En quête du monde d’après
Chapitre 6 : L’autoroute de la Dystopie

L’autoroute de la dystopie
Je venais de comprendre que ceux qui maitrisait les récits de méche avec aussi ceux qui fabriquent les outils. Et je venais de découvrir qu’il était en train de tracer une immense voie, toute droite et très large à travers la dense forêts vierge du futur.
Ce fameux techno cocon avait-il être été créé par eux ? Quel était leur but ?
Je tenta de m’approcher vers cet immense édifice en construction.

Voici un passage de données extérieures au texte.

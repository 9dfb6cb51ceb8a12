use crate::error::Result;
use crate::models::CanonicalHouseholdRecord;
use chrono::{DateTime, Utc};
use std::fs;
use std::io::Write;
use std::path::{Path, PathBuf};
use std::time::SystemTime;

const BOM: &str = "\u{FEFF}";
const OUTPUT_MARKER: &str = "_전처리_";

/// 输出文件名: {원본}_전처리_{UTC 时间戳}.csv
pub fn output_file_name(input: &Path, processed_at: DateTime<Utc>) -> String {
    let base = base_name(input);
    format!(
        "{}{}{}.csv",
        base,
        OUTPUT_MARKER,
        processed_at.format("%Y-%m-%dT%H-%M-%S-%3fZ")
    )
}

pub fn base_name(input: &Path) -> String {
    input
        .file_stem()
        .map(|s| s.to_string_lossy().into_owned())
        .unwrap_or_default()
}

/// 记录序列化为带 BOM 的 CSV 字节
pub fn to_csv_bytes(records: &[CanonicalHouseholdRecord]) -> Result<Vec<u8>> {
    let mut buffer = BOM.as_bytes().to_vec();
    {
        let mut writer = csv::Writer::from_writer(&mut buffer);
        if records.is_empty() {
            writer.write_record(crate::models::OUTPUT_COLUMNS)?;
        }
        for record in records {
            writer.serialize(record)?;
        }
        writer.flush()?;
    }
    Ok(buffer)
}

/// 原子写入: 先写临时文件, 再 rename 覆盖目标
pub fn write_records(path: &Path, records: &[CanonicalHouseholdRecord]) -> Result<()> {
    let bytes = to_csv_bytes(records)?;

    let mut tmp_name = path.as_os_str().to_owned();
    tmp_name.push(".tmp");
    let tmp_path = PathBuf::from(tmp_name);

    {
        let mut file = fs::File::create(&tmp_path)?;
        file.write_all(&bytes)?;
        file.sync_all()?;
    }
    fs::rename(&tmp_path, path)?;

    tracing::info!("CSV 저장 완료: {} ({}건)", path.display(), records.len());
    Ok(())
}

/// 解析 CSV 文本 (容忍开头的 BOM)
pub fn parse_records(content: &str) -> Result<Vec<CanonicalHouseholdRecord>> {
    let content = content.strip_prefix(BOM).unwrap_or(content);
    let mut reader = csv::Reader::from_reader(content.as_bytes());
    let mut records = Vec::new();
    for result in reader.deserialize() {
        records.push(result?);
    }
    Ok(records)
}

pub fn read_records(path: &Path) -> Result<Vec<CanonicalHouseholdRecord>> {
    let content = fs::read_to_string(path)?;
    parse_records(&content)
}

/// 查找同名输入最近一次的输出文件 (按修改时间)
pub fn latest_output(base: &str, output_dir: &Path) -> Result<Option<(PathBuf, SystemTime)>> {
    if !output_dir.exists() {
        return Ok(None);
    }

    let prefix = format!("{}{}", base, OUTPUT_MARKER);
    let mut latest: Option<(PathBuf, SystemTime)> = None;

    for entry in fs::read_dir(output_dir)? {
        let entry = entry?;
        let name = entry.file_name().to_string_lossy().into_owned();
        if !name.starts_with(&prefix) || !name.ends_with(".csv") {
            continue;
        }

        let modified = entry.metadata()?.modified()?;
        let is_newer = latest.as_ref().map_or(true, |(_, t)| modified > *t);
        if is_newer {
            latest = Some((entry.path(), modified));
        }
    }

    Ok(latest)
}

/// 输出比输入新时无需重新处理
pub fn is_up_to_date(input: &Path, output_dir: &Path) -> Result<Option<PathBuf>> {
    let input_modified = fs::metadata(input)?.modified()?;
    Ok(latest_output(&base_name(input), output_dir)?
        .filter(|(_, modified)| *modified > input_modified)
        .map(|(path, _)| path))
}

Ce n’était pas un simple chemin, Il s’agissait d’une véritable autoroute ! Grise et monstrueuse.
Ceux qui sont au pouvoir tentait de prolonger leur culte Cyberpunk en croyant encore que la technologie pourra nous émanciper, détruisant au passage ce qui reste de nature, de biodiversité, piétinant les droits humains et accentuant à l’extrême les inégalités. Il créait des robots humanoïdes, préparait leur fuite vers Mars, en faisant vaciller les démocraties et travaillait à l’avènement de l’Intelligence Artificielle qui allait distordre la réalité pour nous faire vivre à tout jamais dans un technococon, prison technologique toute douce.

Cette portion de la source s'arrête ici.